I reni sono organi complessi composti da 43 diversi tipi di cellule31. La maggior parte di queste cellule formano grandi strutture multicellulari come glomeruli e tubuli, e la loro funzione è fortemente dipendente dalle interazioni tra loro. Le tecniche istologiche classiche 2D catturano parzialmente queste grandi strutture e possono perdere cambiamenti focali all'interno di strutture intatte31. Pertanto, l'analisi 3D con tecniche di compensazione ottica aiuta a capire come funzionano in salute e malattia.
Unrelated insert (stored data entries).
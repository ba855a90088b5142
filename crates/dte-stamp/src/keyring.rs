//! # Authority Key Ring
//!
//! The tax authority's public keys, indexed by the key serial (`IDK`)
//! written into every folio authorization. Injected into the validator at
//! construction; there is no process-wide key table.

use std::collections::BTreeMap;
use std::path::Path;

use dte_crypto::keys::public_key_from_pem;
use dte_crypto::CryptoError;
use rsa::RsaPublicKey;

/// Authority public keys by key serial.
#[derive(Debug, Clone, Default)]
pub struct AuthorityKeyRing {
    keys: BTreeMap<u32, RsaPublicKey>,
}

impl AuthorityKeyRing {
    /// An empty ring.
    pub fn new() -> Self {
        Self::default()
    }

    /// Register (or replace) the key for `serial`.
    pub fn insert(&mut self, serial: u32, key: RsaPublicKey) -> Option<RsaPublicKey> {
        self.keys.insert(serial, key)
    }

    /// Builder-style [`insert`](Self::insert).
    pub fn with_key(mut self, serial: u32, key: RsaPublicKey) -> Self {
        self.insert(serial, key);
        self
    }

    /// Register a PEM-encoded key for `serial`.
    pub fn insert_pem(&mut self, serial: u32, pem: &str) -> Result<(), CryptoError> {
        self.insert(serial, public_key_from_pem(pem)?);
        Ok(())
    }

    /// Load every `<serial>.pem` file in `dir`. Other files are ignored.
    pub fn from_pem_dir(dir: &Path) -> Result<Self, CryptoError> {
        let mut ring = Self::new();
        for entry in std::fs::read_dir(dir)? {
            let path = entry?.path();
            if path.extension().and_then(|e| e.to_str()) != Some("pem") {
                continue;
            }
            let Some(serial) = path
                .file_stem()
                .and_then(|s| s.to_str())
                .and_then(|s| s.parse::<u32>().ok())
            else {
                tracing::debug!(path = %path.display(), "skipping non-serial key file");
                continue;
            };
            let pem = std::fs::read_to_string(&path)?;
            ring.insert_pem(serial, &pem)?;
        }
        tracing::info!(dir = %dir.display(), keys = ring.len(), "authority key ring loaded");
        Ok(ring)
    }

    /// The key for `serial`, if registered.
    pub fn get(&self, serial: u32) -> Option<&RsaPublicKey> {
        self.keys.get(&serial)
    }

    /// Registered serials in ascending order.
    pub fn serials(&self) -> impl Iterator<Item = u32> + '_ {
        self.keys.keys().copied()
    }

    /// Number of registered keys.
    pub fn len(&self) -> usize {
        self.keys.len()
    }

    /// Whether no key is registered.
    pub fn is_empty(&self) -> bool {
        self.keys.is_empty()
    }
}

#[cfg(test)]
mod tests {
    use super::*;
    use dte_crypto::fixtures::test_key;
    use rsa::pkcs8::{EncodePublicKey, LineEnding};

    fn pem(slot: usize) -> String {
        test_key(slot)
            .to_public_key()
            .to_public_key_pem(LineEnding::LF)
            .unwrap()
    }

    #[test]
    fn test_insert_and_lookup() {
        let ring = AuthorityKeyRing::new().with_key(100, test_key(0).to_public_key());
        assert_eq!(ring.get(100), Some(&test_key(0).to_public_key()));
        assert!(ring.get(300).is_none());
        assert_eq!(ring.len(), 1);
    }

    #[test]
    fn test_from_pem_dir_skips_foreign_files() {
        let dir = tempfile::tempdir().unwrap();
        std::fs::write(dir.path().join("100.pem"), pem(0)).unwrap();
        std::fs::write(dir.path().join("300.pem"), pem(1)).unwrap();
        std::fs::write(dir.path().join("README.pem"), "not a key").unwrap();
        std::fs::write(dir.path().join("100.txt"), "ignored").unwrap();

        let ring = AuthorityKeyRing::from_pem_dir(dir.path()).unwrap();
        assert_eq!(ring.serials().collect::<Vec<_>>(), vec![100, 300]);
        assert_eq!(ring.get(300), Some(&test_key(1).to_public_key()));
    }

    #[test]
    fn test_from_pem_dir_rejects_bad_key() {
        let dir = tempfile::tempdir().unwrap();
        std::fs::write(dir.path().join("7.pem"), "-----BEGIN PUBLIC KEY-----\nAA==\n-----END PUBLIC KEY-----\n").unwrap();
        assert!(matches!(
            AuthorityKeyRing::from_pem_dir(dir.path()),
            Err(CryptoError::InvalidKey(_))
        ));
    }

    #[test]
    fn test_missing_dir_is_io_error() {
        assert!(matches!(
            AuthorityKeyRing::from_pem_dir(Path::new("/nonexistent/keys")),
            Err(CryptoError::Io(_))
        ));
    }
}
//! # Envelope Subcommand
//!
//! Collects signed documents of one category into an envelope, builds the
//! cover sheet, and seals it with the sender's signature.
//!
//! When the envelope is written to a file, its summary is printed as JSON.

use std::path::PathBuf;
use std::sync::Arc;

use anyhow::{Context, Result};
use chrono::NaiveDate;
use clap::Args;
use dte_core::{Rut, SystemClock};
use dte_envelope::{CoverSheet, EnvelopeAssembler, LimitTable};
use dte_stamp::{KindRegistry, SignedDocument};

use crate::common::{print_json, read_document, write_output, SignerArgs};

/// Arguments for the `dte envelope` subcommand.
#[derive(Args, Debug)]
pub struct EnvelopeArgs {
    /// Signed documents, all tax documents or all receipts.
    #[arg(required = true)]
    pub documents: Vec<PathBuf>,

    /// Id of the person submitting (`RutEnvia`).
    #[arg(long)]
    pub sender: Rut,

    /// Date of the emitter's authorization resolution (YYYY-MM-DD).
    #[arg(long)]
    pub resolution_date: NaiveDate,

    /// Number of the emitter's authorization resolution.
    #[arg(long)]
    pub resolution_number: u32,

    /// Emitter id. Defaults to the first document's emitter.
    #[arg(long)]
    pub emitter: Option<Rut>,

    /// Receiver id. Defaults to the first document's receiver.
    #[arg(long)]
    pub receiver: Option<Rut>,

    #[command(flatten)]
    pub signer: SignerArgs,

    /// Output file. Defaults to stdout.
    #[arg(short, long)]
    pub output: Option<PathBuf>,
}

impl EnvelopeArgs {
    fn cover(&self) -> CoverSheet {
        let mut cover = CoverSheet::new(self.sender, self.resolution_date, self.resolution_number);
        if let Some(emitter) = self.emitter {
            cover = cover.with_emitter(emitter);
        }
        if let Some(receiver) = self.receiver {
            cover = cover.with_receiver(receiver);
        }
        cover
    }
}

/// Execute the envelope subcommand.
pub fn run_envelope(args: &EnvelopeArgs) -> Result<u8> {
    let mut assembler =
        EnvelopeAssembler::new(KindRegistry::default(), LimitTable::default(), Arc::new(SystemClock));
    for path in &args.documents {
        let signed = SignedDocument::from_document(read_document(path)?)
            .with_context(|| format!("{} is not a validly signed document", path.display()))?;
        assembler
            .add(signed)
            .with_context(|| format!("adding {}", path.display()))?;
    }

    let signer = args.signer.load()?;
    let sealed = assembler.seal(&args.cover(), &signer).context("sealing envelope")?;
    write_output(args.output.as_deref(), sealed.xml())?;
    if args.output.is_some() {
        print_json(&sealed.summary())?;
    }
    Ok(0)
}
La maggior parte delle tecniche di compensazione ottica basate sui solventi placherà almeno parzialmente il segnale endogeno della proteina reporter fluorescente. Il quenching della Parvalbumin con etichettatura YFP è stato osservato al momento della disidratazione e della compensazione ottica con ECi (Figura 1). Tuttavia, altre proteine fluorescenti forti possono resistere al segnale-spegnimento, e la regolazione del pH ai livelli di base (pH 8-11) può stabilizzare le proteine fluorescenti endogene14,20,28,30. Inoltre, se si desidera la conservazione dell'emissione di proteine fluorescenti, è necessario considerare metodi acquosi a base di acquose. Nella presente relazione, è dimostrato che questo protocollo di compensazione basato su solventi è compatibile con l'etichettatura degli anticorpi; anche se, rimane difficile ottenere l'immunoetichettatura profonda del tessuto, soprattutto in un organo denso ricco di cellule come il rene.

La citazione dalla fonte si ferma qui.